50 Popular Beliefs That People Think Are True by Guy P. Harrison

By Guy P. Harrison

EISBN-10: 1616144963
eISBN-13: 9781616144968
ISBN-10: 1616144955
ISBN-13: 9781616144951

Maybe you recognize an individual who swears through the reliability of psychics or who's in average touch with angels. or even you're looking for a pleasant means of dissuading anyone from losing funds on a homeopathy remedy. otherwise you met anyone at a celebration who insisted the Holocaust by no means occurred or that nobody ever walked at the moon.
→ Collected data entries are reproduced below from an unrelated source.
// libs/navigation-cell/src/frame.rs
use serde::{Deserialize, Serialize};
use serde_json::{Map, Value};
use std::fmt;

/// Instruction for redrawing a screen the user navigated away from.
///
/// The stack never interprets a frame. `screen` names the screen to redraw
/// and `arguments` carries whatever that screen needs (user id, selected
/// patient, ...), so the owner of the screen decides how to restore it.
#[derive(Debug, Clone, PartialEq, Serialize, Deserialize)]
pub struct NavigationFrame {
    pub screen: String,
    #[serde(default)]
    pub arguments: Map<String, Value>,
}

impl NavigationFrame {
    pub fn new(screen: impl Into<String>) -> Self {
        Self {
            screen: screen.into(),
            arguments: Map::new(),
        }
    }

    pub fn with_argument(mut self, key: impl Into<String>, value: impl Into<Value>) -> Self {
        self.arguments.insert(key.into(), value.into());
        self
    }

    pub fn argument(&self, key: &str) -> Option<&Value> {
        self.arguments.get(key)
    }
}

impl fmt::Display for NavigationFrame {
    fn fmt(&self, f: &mut fmt::Formatter<'_>) -> fmt::Result {
        write!(f, "{}", self.screen)
    }
}
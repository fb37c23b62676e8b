use std::env;
use std::str::FromStr;

use chrono::NaiveTime;
use serde::{Deserialize, Serialize};
use tracing::warn;

pub const DEFAULT_DAY_START: &str = "09:00";
pub const DEFAULT_DAY_END: &str = "17:00";
pub const DEFAULT_SLOT_INTERVAL_MINUTES: i64 = 15;
pub const DEFAULT_LOCATION: &str = "Einsteinweg 55 - Leiden";
pub const DEFAULT_NOTICE_TTL_SECONDS: u64 = 10;
pub const DEFAULT_BIND_ADDR: &str = "0.0.0.0:3000";

#[derive(Debug, Clone, Serialize, Deserialize)]
pub struct AppConfig {
    pub day_start: NaiveTime,
    pub day_end: NaiveTime,
    pub slot_interval_minutes: i64,
    pub location: String,
    pub notice_ttl_seconds: u64,
    pub bind_addr: String,
}

impl Default for AppConfig {
    fn default() -> Self {
        Self {
            day_start: parse_time(DEFAULT_DAY_START).unwrap_or(NaiveTime::MIN),
            day_end: parse_time(DEFAULT_DAY_END).unwrap_or(NaiveTime::MIN),
            slot_interval_minutes: DEFAULT_SLOT_INTERVAL_MINUTES,
            location: DEFAULT_LOCATION.to_string(),
            notice_ttl_seconds: DEFAULT_NOTICE_TTL_SECONDS,
            bind_addr: DEFAULT_BIND_ADDR.to_string(),
        }
    }
}

impl AppConfig {
    pub fn from_env() -> Self {
        let defaults = Self::default();

        let config = Self {
            day_start: env::var("SCHEDULING_DAY_START")
                .ok()
                .and_then(|v| parse_time(&v))
                .unwrap_or_else(|| {
                    warn!("SCHEDULING_DAY_START not set or invalid, using {}", DEFAULT_DAY_START);
                    defaults.day_start
                }),
            day_end: env::var("SCHEDULING_DAY_END")
                .ok()
                .and_then(|v| parse_time(&v))
                .unwrap_or_else(|| {
                    warn!("SCHEDULING_DAY_END not set or invalid, using {}", DEFAULT_DAY_END);
                    defaults.day_end
                }),
            slot_interval_minutes: parse_var("SCHEDULING_SLOT_INTERVAL_MINUTES")
                .unwrap_or_else(|| {
                    warn!("SCHEDULING_SLOT_INTERVAL_MINUTES not set or invalid, using {}", DEFAULT_SLOT_INTERVAL_MINUTES);
                    defaults.slot_interval_minutes
                }),
            location: env::var("SCHEDULING_LOCATION")
                .unwrap_or_else(|_| {
                    warn!("SCHEDULING_LOCATION not set, using default");
                    defaults.location.clone()
                }),
            notice_ttl_seconds: parse_var("SCHEDULING_NOTICE_TTL_SECONDS")
                .unwrap_or_else(|| {
                    warn!("SCHEDULING_NOTICE_TTL_SECONDS not set or invalid, using {}", DEFAULT_NOTICE_TTL_SECONDS);
                    defaults.notice_ttl_seconds
                }),
            bind_addr: env::var("API_BIND_ADDR")
                .unwrap_or_else(|_| {
                    warn!("API_BIND_ADDR not set, using {}", DEFAULT_BIND_ADDR);
                    defaults.bind_addr.clone()
                }),
        };

        if !config.is_configured() {
            warn!("Scheduling window is not usable - check SCHEDULING_* environment variables");
        }

        config
    }

    /// The slot window is usable when it is non-empty and the interval is positive.
    pub fn is_configured(&self) -> bool {
        self.day_start <= self.day_end && self.slot_interval_minutes > 0
    }
}

fn parse_time(value: &str) -> Option<NaiveTime> {
    NaiveTime::parse_from_str(value.trim(), "%H:%M").ok()
}

fn parse_var<T: FromStr>(name: &str) -> Option<T> {
    env::var(name).ok().and_then(|v| v.trim().parse().ok())
}
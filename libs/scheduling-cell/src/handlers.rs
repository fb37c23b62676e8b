// libs/scheduling-cell/src/handlers.rs
use std::sync::Arc;

use axum::{extract::State, Json};
use serde::{Deserialize, Serialize};
use tokio::sync::Mutex;
use tracing::debug;

use navigation_cell::NavigationFrame;
use shared_config::AppConfig;
use shared_models::error::AppError;

use crate::models::{DialogChoice, Notice, RowTarget, SchedulingError, Screen, ScreenState};
use crate::services::{IntentOutcome, RecordingView, SchedulingController, SessionContext};

// ==============================================================================
// SHARED STATE
// ==============================================================================

/// One scheduling window per process. The mutex makes every intent run to
/// completion before the next one is looked at.
pub struct SchedulingState {
    pub config: AppConfig,
    pub desk: Mutex<SchedulingController<RecordingView>>,
}

impl SchedulingState {
    pub fn new(config: &AppConfig) -> Result<Self, SchedulingError> {
        let controller = SchedulingController::from_config(config, RecordingView::new())?;
        Ok(Self {
            config: config.clone(),
            desk: Mutex::new(controller),
        })
    }
}

// ==============================================================================
// REQUEST/RESPONSE MODELS
// ==============================================================================

#[derive(Debug, Deserialize)]
pub struct OpenSchedulingRequest {
    pub session: SessionContext,
    pub return_frame: NavigationFrame,
}

#[derive(Debug, Deserialize)]
pub struct NavigateRequest {
    pub to: Screen,
}

#[derive(Debug, Deserialize)]
pub struct ActivateRequest {
    pub target: RowTarget,
}

#[derive(Debug, Clone, Copy, Deserialize)]
#[serde(rename_all = "snake_case")]
pub enum DialogAction {
    Book,
    Confirm,
    Unconfirm,
    Delete,
    Cancel,
    /// Dialog window closed without picking an option.
    Dismiss,
}

#[derive(Debug, Deserialize)]
pub struct ChooseRequest {
    pub choice: DialogAction,
}

#[derive(Debug, Serialize)]
pub struct SchedulingSnapshot {
    pub outcome: &'static str,
    pub rejection: Option<String>,
    pub state: ScreenState,
    pub notices: Vec<Notice>,
    pub restored_frame: Option<NavigationFrame>,
    pub exited: bool,
}

impl From<SchedulingError> for AppError {
    fn from(err: SchedulingError) -> Self {
        match err {
            SchedulingError::NotFound(_) => AppError::NotFound(err.to_string()),
            SchedulingError::Unauthorized { .. } => AppError::Forbidden(err.to_string()),
            SchedulingError::InvalidSlotWindow(_) => AppError::Internal(err.to_string()),
            SchedulingError::EmptyStack
            | SchedulingError::NoDialog
            | SchedulingError::ChoiceNotOffered(_)
            | SchedulingError::DialogOpen
            | SchedulingError::InvalidNavigation { .. }
            | SchedulingError::SessionActive
            | SchedulingError::NoSession => AppError::Conflict(err.to_string()),
        }
    }
}

fn snapshot(
    desk: &mut SchedulingController<RecordingView>,
    outcome: IntentOutcome,
) -> Result<Json<SchedulingSnapshot>, AppError> {
    let (label, rejection, restored) = match outcome {
        // intents without a session never reached the screen
        IntentOutcome::Rejected(SchedulingError::NoSession) => {
            return Err(SchedulingError::NoSession.into());
        }
        IntentOutcome::Rendered(_) => ("rendered", None, None),
        IntentOutcome::Ignored => ("ignored", None, None),
        IntentOutcome::Rejected(err) => ("rejected", Some(err.to_string()), None),
        IntentOutcome::Closed { restored } => ("closed", None, restored),
    };

    let state = desk.screen_state();
    let view = desk.view_mut();
    // the restore callback already carries the frame; drain it so it is reported once
    let restored_frame = view.take_restored().or(restored);

    Ok(Json(SchedulingSnapshot {
        outcome: label,
        rejection,
        state,
        notices: view.take_notices(),
        restored_frame,
        exited: view.take_exited(),
    }))
}

// ==============================================================================
// INTENT HANDLERS
// ==============================================================================

pub async fn get_snapshot(
    State(state): State<Arc<SchedulingState>>,
) -> Result<Json<SchedulingSnapshot>, AppError> {
    let mut desk = state.desk.lock().await;
    let screen = desk.screen();
    snapshot(&mut desk, IntentOutcome::Rendered(screen))
}

pub async fn open_scheduling(
    State(state): State<Arc<SchedulingState>>,
    Json(request): Json<OpenSchedulingRequest>,
) -> Result<Json<SchedulingSnapshot>, AppError> {
    debug!("Open scheduling request for '{}'", request.session.identity);

    let mut desk = state.desk.lock().await;
    desk.open(request.session, request.return_frame)?;
    snapshot(&mut desk, IntentOutcome::Rendered(Screen::Start))
}

pub async fn navigate(
    State(state): State<Arc<SchedulingState>>,
    Json(request): Json<NavigateRequest>,
) -> Result<Json<SchedulingSnapshot>, AppError> {
    let mut desk = state.desk.lock().await;
    let outcome = desk.navigate(request.to);
    snapshot(&mut desk, outcome)
}

pub async fn activate_row(
    State(state): State<Arc<SchedulingState>>,
    Json(request): Json<ActivateRequest>,
) -> Result<Json<SchedulingSnapshot>, AppError> {
    let mut desk = state.desk.lock().await;
    let outcome = desk.activate(request.target);
    snapshot(&mut desk, outcome)
}

pub async fn choose(
    State(state): State<Arc<SchedulingState>>,
    Json(request): Json<ChooseRequest>,
) -> Result<Json<SchedulingSnapshot>, AppError> {
    let mut desk = state.desk.lock().await;
    let outcome = match request.choice {
        DialogAction::Book => desk.choose(DialogChoice::Book),
        DialogAction::Confirm => desk.choose(DialogChoice::Confirm),
        DialogAction::Unconfirm => desk.choose(DialogChoice::Unconfirm),
        DialogAction::Delete => desk.choose(DialogChoice::Delete),
        DialogAction::Cancel => desk.choose(DialogChoice::Cancel),
        DialogAction::Dismiss => desk.dismiss_dialog(),
    };
    snapshot(&mut desk, outcome)
}

pub async fn back(
    State(state): State<Arc<SchedulingState>>,
) -> Result<Json<SchedulingSnapshot>, AppError> {
    let mut desk = state.desk.lock().await;
    let outcome = desk.back();
    snapshot(&mut desk, outcome)
}

pub async fn close(
    State(state): State<Arc<SchedulingState>>,
) -> Result<Json<SchedulingSnapshot>, AppError> {
    let mut desk = state.desk.lock().await;
    let outcome = desk.close();
    snapshot(&mut desk, outcome)
}
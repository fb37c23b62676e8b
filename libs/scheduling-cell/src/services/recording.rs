// libs/scheduling-cell/src/services/recording.rs
use navigation_cell::NavigationFrame;

use crate::models::{Notice, ScreenState};
use crate::services::controller::SchedulingView;

/// View that keeps what the controller reported instead of drawing it.
///
/// The HTTP adapter hands the recorded state back as JSON; tests use it to
/// observe the controller.
#[derive(Debug, Clone, Default)]
pub struct RecordingView {
    last_render: Option<ScreenState>,
    render_count: usize,
    notices: Vec<Notice>,
    restored: Option<NavigationFrame>,
    exited: bool,
}

impl RecordingView {
    pub fn new() -> Self {
        Self::default()
    }

    pub fn last_render(&self) -> Option<&ScreenState> {
        self.last_render.as_ref()
    }

    pub fn render_count(&self) -> usize {
        self.render_count
    }

    pub fn notices(&self) -> &[Notice] {
        &self.notices
    }

    /// Notices reported since the previous call.
    pub fn take_notices(&mut self) -> Vec<Notice> {
        std::mem::take(&mut self.notices)
    }

    pub fn take_restored(&mut self) -> Option<NavigationFrame> {
        self.restored.take()
    }

    pub fn take_exited(&mut self) -> bool {
        std::mem::replace(&mut self.exited, false)
    }
}

impl SchedulingView for RecordingView {
    fn render(&mut self, state: &ScreenState) {
        self.last_render = Some(state.clone());
        self.render_count += 1;
    }

    fn notify(&mut self, notice: &Notice) {
        self.notices.push(notice.clone());
    }

    fn restore(&mut self, frame: &NavigationFrame) {
        self.restored = Some(frame.clone());
    }

    fn exit(&mut self) {
        self.exited = true;
    }
}
// libs/scheduling-cell/src/router.rs
use std::sync::Arc;

use axum::{
    Router,
    routing::{get, post},
};

use shared_config::AppConfig;

use crate::handlers::{self, SchedulingState};
use crate::models::SchedulingError;

pub fn scheduling_routes(config: Arc<AppConfig>) -> Result<Router, SchedulingError> {
    let state = Arc::new(SchedulingState::new(&config)?);

    Ok(Router::new()
        .route("/", get(handlers::get_snapshot))
        .route("/open", post(handlers::open_scheduling))
        .route("/navigate", post(handlers::navigate))
        .route("/activate", post(handlers::activate_row))
        .route("/choose", post(handlers::choose))
        .route("/back", post(handlers::back))
        .route("/close", post(handlers::close))
        .with_state(state))
}
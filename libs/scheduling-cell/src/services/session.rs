// libs/scheduling-cell/src/services/session.rs
use serde::{Deserialize, Serialize};
use tracing::warn;

use crate::models::{Appointment, DoctorRef, Operation, PersonRef, Role, SchedulingError};

/// Which operations each role may attempt at all. Ownership of the targeted
/// appointment is checked separately by [`SessionContext::authorize_on`].
const PERMISSIONS: &[(Role, &[Operation])] = &[
    (
        Role::Patient,
        &[
            Operation::ViewAvailable,
            Operation::ViewBookings,
            Operation::Book,
            Operation::Release,
        ],
    ),
    (
        Role::Doctor,
        &[
            Operation::ViewBookings,
            Operation::Confirm,
            Operation::Unconfirm,
        ],
    ),
];

/// Caller identity for one scheduling entry. Read-only once created.
#[derive(Debug, Clone, PartialEq, Eq, Serialize, Deserialize)]
pub struct SessionContext {
    pub role: Role,
    pub identity: String,
    pub display_name: String,
    /// Treating doctor of a patient; the calendar the patient books into.
    #[serde(default)]
    pub assigned_doctor: Option<DoctorRef>,
}

impl SessionContext {
    pub fn patient(
        identity: impl Into<String>,
        display_name: impl Into<String>,
        assigned_doctor: Option<DoctorRef>,
    ) -> Self {
        Self {
            role: Role::Patient,
            identity: identity.into(),
            display_name: display_name.into(),
            assigned_doctor,
        }
    }

    pub fn doctor(identity: impl Into<String>, display_name: impl Into<String>) -> Self {
        Self {
            role: Role::Doctor,
            identity: identity.into(),
            display_name: display_name.into(),
            assigned_doctor: None,
        }
    }

    /// "First Last", or empty when either part is unknown.
    pub fn full_name(first_name: Option<&str>, last_name: Option<&str>) -> String {
        match (first_name, last_name) {
            (Some(first), Some(last)) => format!("{} {}", first, last),
            _ => String::new(),
        }
    }

    pub fn person(&self) -> PersonRef {
        PersonRef::new(self.identity.clone(), self.display_name.clone())
    }

    /// Doctor whose calendar is generated for this session.
    pub fn calendar_doctor(&self) -> DoctorRef {
        match self.role {
            Role::Doctor => self.person(),
            Role::Patient => self.assigned_doctor.clone().unwrap_or_default(),
        }
    }

    pub fn permits(&self, operation: Operation) -> bool {
        PERMISSIONS
            .iter()
            .find(|(role, _)| *role == self.role)
            .map(|(_, allowed)| allowed.contains(&operation))
            .unwrap_or(false)
    }

    pub fn authorize(&self, operation: Operation) -> Result<(), SchedulingError> {
        if self.permits(operation) {
            Ok(())
        } else {
            warn!("'{}' ({}) attempted to {}", self.identity, self.role, operation);
            Err(SchedulingError::Unauthorized {
                role: self.role,
                operation,
            })
        }
    }

    /// Role check plus ownership: patients act on their own bookings,
    /// doctors on bookings in their calendar.
    pub fn authorize_on(&self, operation: Operation, appointment: &Appointment) -> Result<(), SchedulingError> {
        self.authorize(operation)?;

        if self.owns(appointment) {
            Ok(())
        } else {
            warn!(
                "'{}' ({}) attempted to {} on appointment {} they do not own",
                self.identity,
                self.role,
                operation,
                appointment.id()
            );
            Err(SchedulingError::Unauthorized {
                role: self.role,
                operation,
            })
        }
    }

    /// Bookings shown in the managing list.
    pub fn can_see(&self, appointment: &Appointment) -> bool {
        self.owns(appointment)
    }

    fn owns(&self, appointment: &Appointment) -> bool {
        match self.role {
            Role::Patient => appointment.patient.identity == self.identity,
            Role::Doctor => appointment.slot.doctor.identity == self.identity,
        }
    }
}
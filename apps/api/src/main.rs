use std::sync::Arc;
use anyhow::Context;
use dotenv::dotenv;
use tokio::net::TcpListener;
use tower_http::cors::{CorsLayer, Any};
use tower_http::trace::{self, TraceLayer};
use tracing::{Level, info};
use tracing_subscriber::{layer::SubscriberExt, util::SubscriberInitExt};

mod router;

use shared_config::AppConfig;

#[tokio::main]
async fn main() -> anyhow::Result<()> {
    // Loading Env Vars
    dotenv().ok();

    // Initialize tracing
    tracing_subscriber::registry()
        .with(tracing_subscriber::EnvFilter::new(
            std::env::var("RUST_LOG").unwrap_or_else(|_| "info,tower_http=debug".into()),
        ))
        .with(tracing_subscriber::fmt::layer())
        .init();

    info!("Starting clinic scheduling API server");

    // Load configuration
    let config = AppConfig::from_env();

    let cors = CorsLayer::new()
        .allow_origin(Any)
        .allow_methods(Any)
        .allow_headers(Any);

    let bind_addr = config.bind_addr.clone();
    let state = Arc::new(config);

    let app = router::create_router(state)?
        .layer(
            TraceLayer::new_for_http()
                .make_span_with(trace::DefaultMakeSpan::new()
                    .level(Level::INFO))
                .on_response(trace::DefaultOnResponse::new()
                    .level(Level::INFO)),
        )
        .layer(cors);

    info!("Listening on {}", bind_addr);

    let listener = TcpListener::bind(&bind_addr)
        .await
        .with_context(|| format!("failed to bind {}", bind_addr))?;
    axum::serve(listener, app).await?;

    Ok(())
}
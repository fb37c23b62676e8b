pub mod slots;
pub mod registry;
pub mod session;
pub mod controller;
pub mod recording;

pub use slots::{SlotGenerator, SlotWindow, Slots};
pub use registry::AppointmentRegistry;
pub use session::SessionContext;
pub use controller::{
    Clock, FixedClock, IntentOutcome, InteractionMode, SchedulingController, SchedulingView,
    SystemClock,
};
pub use recording::RecordingView;
pub mod handlers;
pub mod models;
pub mod router;
pub mod services;

pub use models::*;
pub use services::*;
pub use router::scheduling_routes;
//! Homogeneous dynamic lists.
//!
//! A [`DynamicList`] is an ordered sequence whose element type is a type
//! definition reference. Override/default machinery applies at the list
//! granularity, not per element - lists are leaf containers, added
//! wholesale. Element storage is re-synthesized against the element type
//! whenever that type changes structurally.

use crate::registry::Registry;
use crate::schema::TypeDef;
use crate::types::{FieldKind, Identifier, Ref, Result, StoreError, Value};
use crate::version::Tracking;

/// Ordered homogeneous sequence of values of one element type.
#[derive(Clone)]
pub struct DynamicList {
    element_type: Ref<TypeDef>,
    element_kind: FieldKind,
    items: Vec<Value>,
    counter: u64,
    tracking: Tracking,
}

impl DynamicList {
    /// Create an empty list. The element kind is resolved on the first
    /// refresh (or push) against a registry.
    pub fn new(element_type: Ref<TypeDef>) -> Self {
        DynamicList {
            element_type,
            element_kind: FieldKind::None,
            items: Vec::new(),
            counter: 0,
            tracking: Tracking::detached(),
        }
    }

    /// Create an empty list with a known element kind (decode path and
    /// registry-aware construction)
    pub fn with_kind(element_type: Ref<TypeDef>, element_kind: FieldKind) -> Self {
        DynamicList {
            element_kind,
            ..DynamicList::new(element_type)
        }
    }

    /// The element type reference
    pub fn element_type(&self) -> &Ref<TypeDef> {
        &self.element_type
    }

    /// Resolved element kind (None until first resolved)
    pub fn element_kind(&self) -> FieldKind {
        self.element_kind
    }

    /// Number of elements
    pub fn len(&self) -> usize {
        self.items.len()
    }

    /// Whether the list has no elements
    pub fn is_empty(&self) -> bool {
        self.items.is_empty()
    }

    /// Borrow an element
    pub fn get(&self, index: usize) -> Option<&Value> {
        self.items.get(index)
    }

    /// Iterate the elements in order
    pub fn iter(&self) -> impl Iterator<Item = &Value> {
        self.items.iter()
    }

    /// Append an element. Fails loudly when the element kind does not
    /// match the list's resolved element kind.
    pub fn push(&mut self, value: Value) -> Result<()> {
        self.check_kind(&value)?;
        if self.element_kind == FieldKind::None {
            self.element_kind = value.kind();
        }
        self.items.push(value);
        self.reattach_nested();
        self.bump();
        Ok(())
    }

    /// Append an element without the kind check (decode path; the list
    /// refreshes against the schema afterwards)
    pub(crate) fn push_raw(&mut self, value: Value) {
        if self.element_kind == FieldKind::None {
            self.element_kind = value.kind();
        }
        self.items.push(value);
    }

    /// Replace an element in place. A write of the current value is a
    /// no-op.
    pub fn set(&mut self, index: usize, value: Value) -> Result<()> {
        self.check_kind(&value)?;
        let length = self.items.len();
        let Some(stored) = self.items.get_mut(index) else {
            return Err(StoreError::IndexOutOfBounds { index, length });
        };
        if *stored == value {
            return Ok(());
        }
        let mut folded = 0;
        match (stored, value) {
            (Value::Object(existing), Value::Object(incoming)) => existing.copy_from(&incoming),
            (Value::List(existing), Value::List(incoming)) => existing.copy_from(&incoming),
            (stored, incoming) => {
                folded = super::dynamic::nested_version(stored);
                *stored = incoming;
            }
        }
        self.counter += folded;
        self.reattach_nested();
        self.bump();
        Ok(())
    }

    /// Remove and return an element
    pub fn remove(&mut self, index: usize) -> Option<Value> {
        if index >= self.items.len() {
            return None;
        }
        let value = self.items.remove(index);
        self.counter += super::dynamic::nested_version(&value);
        self.bump();
        Some(value)
    }

    /// Remove every element
    pub fn clear(&mut self) {
        if !self.items.is_empty() {
            self.counter += self
                .items
                .iter()
                .map(super::dynamic::nested_version)
                .sum::<u64>();
            self.items.clear();
            self.bump();
        }
    }

    /// Observable version: own counter plus nested container rollup.
    /// Elements that leave the list fold their accumulated versions into
    /// the counter first, so the version never moves backwards.
    pub fn version(&self) -> u64 {
        let nested: u64 = self
            .items
            .iter()
            .map(|v| match v {
                Value::Object(obj) => obj.version(),
                Value::List(list) => list.version(),
                _ => 0,
            })
            .sum();
        self.counter + nested
    }

    /// Re-synthesize element storage against the current element type:
    /// re-resolve the element kind, drop elements that no longer fit,
    /// and refresh nested objects against the element type's schema.
    pub fn refresh(&mut self, registry: &Registry) {
        self.element_type = registry.repair(&self.element_type);
        if let Some(kind) = registry.instance_kind(&self.element_type) {
            if kind != self.element_kind {
                self.element_kind = kind;
                let before = self.items.len();
                let mut folded = 0u64;
                self.items.retain(|v| {
                    if v.kind() == kind {
                        true
                    } else {
                        folded += super::dynamic::nested_version(v);
                        false
                    }
                });
                if self.items.len() != before {
                    self.counter += folded;
                    tracing::debug!(
                        dropped = before - self.items.len(),
                        element_type = %self.element_type.id(),
                        "List elements dropped after element type changed shape"
                    );
                    self.bump();
                }
            }
        }
        for value in &mut self.items {
            if let Value::Object(nested) = value {
                nested.refresh(registry, None, true);
            }
        }
    }

    /// Replace this list's contents with a deep copy of `other`,
    /// preserving this list's identity for existing handles
    pub fn copy_from(&mut self, other: &DynamicList) {
        if *self == *other {
            return;
        }
        self.element_type = other.element_type.clone();
        self.element_kind = other.element_kind;
        self.counter += self
            .items
            .iter()
            .map(super::dynamic::nested_version)
            .sum::<u64>();
        self.items = other.items.clone();
        self.reattach_nested();
        self.bump();
    }

    /// Rewrite the element type and every element's type identifiers
    /// through `remap` (load-time migration path)
    pub(crate) fn remap_types(&mut self, remap: &dyn Fn(Identifier) -> Identifier) {
        let mapped = remap(self.element_type.id());
        if mapped != self.element_type.id() {
            self.element_type = Ref::new(mapped, self.element_type.name());
        }
        for item in &mut self.items {
            super::dynamic::remap_value(item, remap);
        }
    }

    /// Wire change tracking through the list and its nested containers
    pub(crate) fn attach_tracking(&mut self, tracking: Tracking) {
        self.tracking = tracking;
        self.reattach_nested();
    }

    fn check_kind(&self, value: &Value) -> Result<()> {
        let incoming = value.kind();
        if self.element_kind != FieldKind::None && incoming != self.element_kind {
            return Err(StoreError::ElementMismatch {
                expected: self.element_kind,
                actual: incoming,
            });
        }
        Ok(())
    }

    fn reattach_nested(&mut self) {
        let tracking = self.tracking.clone();
        for value in &mut self.items {
            match value {
                Value::Object(nested) => nested.attach_tracking(tracking.clone()),
                Value::List(list) => list.attach_tracking(tracking.clone()),
                _ => {}
            }
        }
    }

    fn bump(&mut self) {
        self.counter += 1;
        self.tracking.note();
    }
}

impl PartialEq for DynamicList {
    fn eq(&self, other: &Self) -> bool {
        self.element_type == other.element_type && self.items == other.items
    }
}

impl std::fmt::Debug for DynamicList {
    fn fmt(&self, f: &mut std::fmt::Formatter<'_>) -> std::fmt::Result {
        f.debug_struct("DynamicList")
            .field("element_type", &self.element_type)
            .field("items", &self.items)
            .finish()
    }
}

#[cfg(test)]
mod tests {
    use super::*;
    use crate::registry::Registry;
    use crate::schema::{builtins, TypeKind};

    #[test]
    fn element_kind_is_enforced_once_resolved() {
        // Goal: the first push fixes the element kind; later mismatches
        // fail loudly
        let mut list = DynamicList::new(builtins::int_type());
        list.push(Value::Int(1)).unwrap();
        list.push(Value::Int(2)).unwrap();
        let err = list.push(Value::String("three".into())).unwrap_err();
        assert!(matches!(err, StoreError::ElementMismatch { .. }));
        assert_eq!(list.len(), 2);
    }

    #[test]
    fn set_and_remove_bump_noop_set_does_not() {
        let mut list = DynamicList::new(builtins::int_type());
        list.push(Value::Int(1)).unwrap();
        let v0 = list.version();
        list.set(0, Value::Int(1)).unwrap();
        assert_eq!(list.version(), v0);
        list.set(0, Value::Int(9)).unwrap();
        assert!(list.version() > v0);
        assert!(list.remove(0).is_some());
        assert!(list.is_empty());
        assert!(matches!(
            list.set(0, Value::Int(1)),
            Err(StoreError::IndexOutOfBounds { index: 0, length: 0 })
        ));
    }

    #[test]
    fn element_removal_never_rewinds_the_version() {
        // Goal: removing or clearing edited nested elements keeps the
        // version strictly increasing
        let mut registry = Registry::new();
        registry.register_builtins();
        let extent = registry.create_type("Extent", TypeKind::Struct);
        extent
            .borrow_mut()
            .add_field("width", builtins::int_type(), false);
        let extent_id = extent.borrow().id();
        registry.resolve_default(extent_id);

        let mut element = crate::object::DynamicObject::new(extent.borrow().reference());
        element.refresh(&registry, None, false);
        element.set("width", Value::Int(8)).unwrap();

        let mut list = DynamicList::new(extent.borrow().reference());
        list.push(Value::Object(element.clone())).unwrap();
        list.push(Value::Object(element)).unwrap();

        let v0 = list.version();
        list.remove(0);
        let v1 = list.version();
        assert!(v1 > v0);
        list.clear();
        assert!(list.version() > v1);
    }

    #[test]
    fn refresh_drops_elements_when_the_type_changes_shape() {
        // Goal: swapping the element type to a different instance kind
        // clears mismatched storage instead of corrupting it
        let mut registry = Registry::new();
        registry.register_builtins();
        let shape = registry.create_type("Shape", TypeKind::Primitive(FieldKind::Int));
        let type_id = shape.borrow().id();

        let mut list = DynamicList::new(shape.borrow().reference());
        list.push(Value::Int(3)).unwrap();
        list.refresh(&registry);
        assert_eq!(list.len(), 1);

        // Replace the type record with a string-shaped one under the
        // same identifier
        registry.unregister(type_id);
        let replacement = crate::schema::TypeDef::new(
            type_id,
            "Shape",
            TypeKind::Primitive(FieldKind::String),
        );
        registry.register(crate::registry::Record::Type(std::rc::Rc::new(
            std::cell::RefCell::new(replacement),
        )));
        list.refresh(&registry);
        assert!(list.is_empty());
        assert_eq!(list.element_kind(), FieldKind::String);
    }
}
How do you discover a delicately persuasive means of guidance humans clear of unfounded ideals, bogus therapies, conspiracy theories, and the like? 

This down-to-earth, wonderful exploration of normally held impressive claims might help you place the list instantly. the writer, a veteran journalist, has not just surveyed an unlimited physique of literature, yet has additionally interviewed major scientists, explored "the so much haunted residence in America," hung out within the inviting waters of the Bermuda Triangle, or even talked to a "contrite Roswell alien." he's not out just to debunk unfounded ideals. anyplace attainable, he provides substitute medical motives, which quite often are much more attention-grabbing than the wildest hypothesis.

For instance, tales approximately UFOs and alien abductions lack reliable facts, yet technological know-how offers us lots of purposes to maintain exploring outer area for facts that existence exists in different places within the immense universe. The facts for Bigfoot or the Loch Ness Monster might be nonexistent, yet scientists are usually getting to know new species, a few of that are actually stranger than fiction.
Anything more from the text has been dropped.